University Hospital Galway is one of more than 20,000 hospitals/maternity units in 148 countries worldwide - including more than 400 in Europe - which has clinched the title.
The Baby Friendly Hospital Initiative is a global programme by the World Health Organisation and the United Nations Children’s Fund to implement best practice in maternity services for the promotion and support of breastfeeding.
UHG was first designated a “Baby Friendly Hospital” in 2006. Ongoing audits as well as recent external assessment, involving all grades of staff, and interviews with mothers was undertaken in order to retain this important award.
Colette Cowan, the director of nursing and midwifery at Galway University Hospitals, said the award means that UHG meets international standards.
“It has demonstrated that we promote informed parental decisions, we implement supportive practices for mother and baby care, we have a strong breastfeeding policy and we provide training for staff in order to be able to implement the policy. In addition it shows that we have maintained the necessary standards and this is monitored through annual audits and regular external assessments.”
She stated that meeting the criteria of a Baby Friendly Hospital requires significant dedication by the multi-disciplinary staff involved.
“I would like to acknowledge their hard work and commitment. It is a significant achievement that both maternity units in the Galway Roscommon University Hospital Group have “Baby Friendly Hospital” status.
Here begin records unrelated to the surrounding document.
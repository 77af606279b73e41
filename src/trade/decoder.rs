//! Swap event decoder.

use alloy::primitives::{I256, U256};
use fastnum::{D256, UD256};
use tracing::warn;

use super::types::Trade;
use crate::{
    error::DecodeError,
    num,
    types::{Asset, RawSwapEvent, SwapRelation},
};

const AMOUNT0_IN: usize = 1;
const AMOUNT1_IN: usize = 2;
const AMOUNT0_OUT: usize = 3;
const AMOUNT1_OUT: usize = 4;

/// Trade decoder - pure logic, no async.
#[derive(Clone, Debug)]
pub struct TradeDecoder {
    source: String,
}

impl TradeDecoder {
    /// Create a new decoder producing trades attributed to `source` exchange.
    pub fn new(source: impl Into<String>) -> Self {
        Self {
            source: source.into(),
        }
    }

    /// Decode a single swap event of the given relation.
    ///
    /// A non-zero `amount0In` means asset0 was swapped for asset1 and the trade
    /// is quoted as `asset0-asset1`, otherwise asset1 was swapped for asset0 and
    /// the trade is quoted as `asset1-asset0`. The volume is the negated input
    /// amount, the price is output over input.
    pub fn decode(
        &self,
        relation: &SwapRelation,
        event: &RawSwapEvent,
        timestamp: i64,
    ) -> Result<Trade, DecodeError> {
        if event.fields.len() <= AMOUNT1_OUT {
            return Err(DecodeError::MissingFields(event.fields.len()));
        }

        let (base, quote, in_idx, out_idx) = if event.fields[AMOUNT0_IN].value != "0" {
            (&relation.asset0, &relation.asset1, AMOUNT0_IN, AMOUNT1_OUT)
        } else {
            (&relation.asset1, &relation.asset0, AMOUNT1_IN, AMOUNT0_OUT)
        };

        let amount_in = amount(event, in_idx);
        let amount_out = amount(event, out_idx);
        if amount_in.is_zero() {
            return Err(DecodeError::ZeroInput(in_idx));
        }
        if amount_out.is_zero() {
            return Err(DecodeError::ZeroOutput(out_idx));
        }
        let signed_in =
            I256::try_from(amount_in).map_err(|_| DecodeError::AmountOutOfRange(in_idx))?;

        let in_converter = num::Converter::new(base.decimals);
        let out_converter = num::Converter::new(quote.decimals);
        let price: UD256 =
            out_converter.from_unsigned(amount_out) / in_converter.from_unsigned::<4>(amount_in);
        let volume: D256 = in_converter.from_signed(-signed_in);

        let symbol = pair_symbol(base, quote);
        Ok(Trade {
            time: timestamp,
            pair: symbol.clone(),
            symbol,
            price,
            volume,
            foreign_trade_id: event.tx_hash.clone(),
            source: self.source.clone(),
            base_token: base.clone(),
            quote_token: quote.clone(),
            verified_pair: true,
        })
    }
}

fn amount(event: &RawSwapEvent, index: usize) -> U256 {
    let raw = &event.fields[index].value;
    num::parse_amount(raw).unwrap_or_else(|| {
        warn!(tx_hash = %event.tx_hash, index, raw, "malformed swap amount, using zero");
        U256::ZERO
    })
}

fn pair_symbol(base: &Asset, quote: &Asset) -> String {
    format!("{}-{}", base.symbol, quote.symbol)
}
Portiuncula Hospital, Ballinasloe was designated as Baby Friendly in 2004 and re-designated in 2009.”
Dr Genevieve Becker, the national co-ordinator of the Baby Friendly Hospital initiative in Ireland who presented the Baby Friendly National award to Galway University Hospitals congratulated the hospital on joining an “elite” group of hospitals.
She noted that about 43 per cent of births take place in the eight Irish maternity services that meet the criteria to be designated a Baby Friendly hospital.
“This percentage is higher than Spain, Germany and France and similar to that of the UK though behind the Scandinavian and Dutch rates.
“Last year approximately 38,000 newborn babies left Irish hospitals breastfeeding, giving them a healthy start in life as well as the health and economic importance for their mothers, families and wider society,” Dr Becker said.